I was nineteen, and although I can say that I genuinely loved this girl, I was completely scared of what that meant. What do I do next? How do I make her happy? What if I’m not good enough for her? What if I say or do something she doesn’t like? These types of questions persisted every minute of every day I was with her. So when the first time she looked me square in my eyes and said, “Michael, I am falling head over heels in love with you. I honestly cannot see myself loving another person as much or the way I do you”, it made my heart sing! It reaffirmed everything I had hoped and wanted! So I told her that I felt the same, and that I promised to love her and be by her side through everything. We made love for the first time that night, and it was amazing.

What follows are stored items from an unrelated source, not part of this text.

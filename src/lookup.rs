//! Category lookup tables consumed by the feature encoder
//!
//! Each categorical profile attribute maps a lowercase key to a fixed-width
//! weight vector. Keys that are absent fall back to the table's default
//! vector, so unknown values are representable but uninformative.
//!
//! The built-in tables ship as a JSON asset compiled into the crate; an
//! operator can supply their own file with the same shape:
//!
//! ```json
//! { "gender": { "width": 3, "default": [0, 0, 0], "entries": { "male": [1, 0, 0] } }, ... }
//! ```

use std::collections::HashMap;
use std::path::Path;

use serde::{Deserialize, Serialize};

use crate::error::{IndexError, Result};

const BUILTIN_TABLES: &str = include_str!("../assets/category_tables.json");

/// One weighted similarity table for a categorical attribute
#[derive(Debug, Clone, PartialEq, Serialize, Deserialize)]
pub struct CategoryTable {
    /// Width of every vector in the table
    pub width: usize,
    /// Vector used when a key is absent
    pub default: Vec<f32>,
    /// Lowercase key -> weight vector
    pub entries: HashMap<String, Vec<f32>>,
}

impl CategoryTable {
    /// Look up `key` case-insensitively, falling back to the default vector
    pub fn lookup(&self, key: &str) -> &[f32] {
        let key = key.to_lowercase();
        self.entries
            .get(&key)
            .map(Vec::as_slice)
            .unwrap_or(self.default.as_slice())
    }

    /// Whether `key` has an explicit entry
    pub fn contains(&self, key: &str) -> bool {
        self.entries.contains_key(&key.to_lowercase())
    }

    /// Check widths and normalise keys to lowercase
    fn validate(mut self, name: &str) -> Result<Self> {
        if self.width == 0 {
            return Err(IndexError::InvalidTable(format!("{name}: width must be > 0")));
        }
        if self.default.len() != self.width {
            return Err(IndexError::InvalidTable(format!(
                "{name}: default has width {}, expected {}",
                self.default.len(),
                self.width
            )));
        }

        let mut entries = HashMap::with_capacity(self.entries.len());
        for (key, vector) in self.entries.drain() {
            if vector.len() != self.width {
                return Err(IndexError::InvalidTable(format!(
                    "{name}.{key}: width {}, expected {}",
                    vector.len(),
                    self.width
                )));
            }
            let lower = key.to_lowercase();
            if entries.insert(lower.clone(), vector).is_some() {
                return Err(IndexError::InvalidTable(format!(
                    "{name}: duplicate key '{lower}' after lowercasing"
                )));
            }
        }
        self.entries = entries;
        Ok(self)
    }
}

/// The full set of tables the encoder reads
///
/// Loaded once and never mutated afterwards.
#[derive(Debug, Clone, PartialEq, Serialize, Deserialize)]
pub struct CategoryTables {
    pub gender: CategoryTable,
    pub employment: CategoryTable,
    pub city: CategoryTable,
    pub language: CategoryTable,
}

impl CategoryTables {
    /// Tables shipped with the crate
    pub fn builtin() -> Result<Self> {
        Self::from_json_str(BUILTIN_TABLES)
    }

    /// Parse and validate tables from a JSON document
    pub fn from_json_str(json: &str) -> Result<Self> {
        let raw: CategoryTables = serde_json::from_str(json)?;
        Ok(Self {
            gender: raw.gender.validate("gender")?,
            employment: raw.employment.validate("employment")?,
            city: raw.city.validate("city")?,
            language: raw.language.validate("language")?,
        })
    }

    /// Load tables from a JSON file
    pub fn from_path(path: impl AsRef<Path>) -> Result<Self> {
        let path = path.as_ref();
        let json = std::fs::read_to_string(path)?;
        let tables = Self::from_json_str(&json)?;
        tracing::info!(
            path = %path.display(),
            width = tables.encoded_width(),
            "Loaded category tables"
        );
        Ok(tables)
    }

    /// Width of a vector encoded against these tables (age + every table)
    pub fn encoded_width(&self) -> usize {
        1 + self.gender.width + self.employment.width + self.city.width + self.language.width
    }
}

But there was still a matter of those questions. Even after we had professed our love to each other, they didn’t go away. In fact they got worse. Much worse. All I could think about is that I couldn’t make her as happy as she deserved. All I wanted was these voices and questions and doubts to go away. But they never did. Fast forward a few months later and we were set to go to a big gala. I had bought a nice suit for the occasion, got a haircut, and bought an engagement ring. It wasn’t big or fancy or very nice, but it was what I could afford, and I knew she would love it no matter what. I drive over to go pick her up… and she is breathtaking! Her gown is an angelic blue, with small rhinestones glistening all around it. Her hair falls to the side effortlessly, like she had come straight from a magazine. She smelled like fresh flowers, and her coy smile made my knees weak and my heart skip a few beats!
The gala was fantastic, with lights hanging from beautiful columns of gold, with beautiful music lightly tickling your ears in a way that was just right. We ate great food, met wonderful knew people, and danced the night away. She had a twinkle in her eye all night that made me want to kiss her and never stop. But all of a sudden, my stomach started killing me. It was like I was being stabbed there, and my whole body started aching. She recognizes something is wrong and checks on me. I immediately rush to the bathroom. I throw up in the first stall I can make it to. I get up to splash some cold water in my face. Why is this happening now? My mind is racing, palms sweating… then it hits me: I’m scared. I am about to ask someone to marry me! To spend the rest of their life with me! I don’t deserve such a great thing! The next part felt like an out-of-body experience. I come out and make up this terrible lie, and tell her I have to leave right now. She knows I am lying, and I could see her heart breaking in her eyes. I run away, into my car, and leave the beautiful girl I was going to ask to marry me all alone at the gala…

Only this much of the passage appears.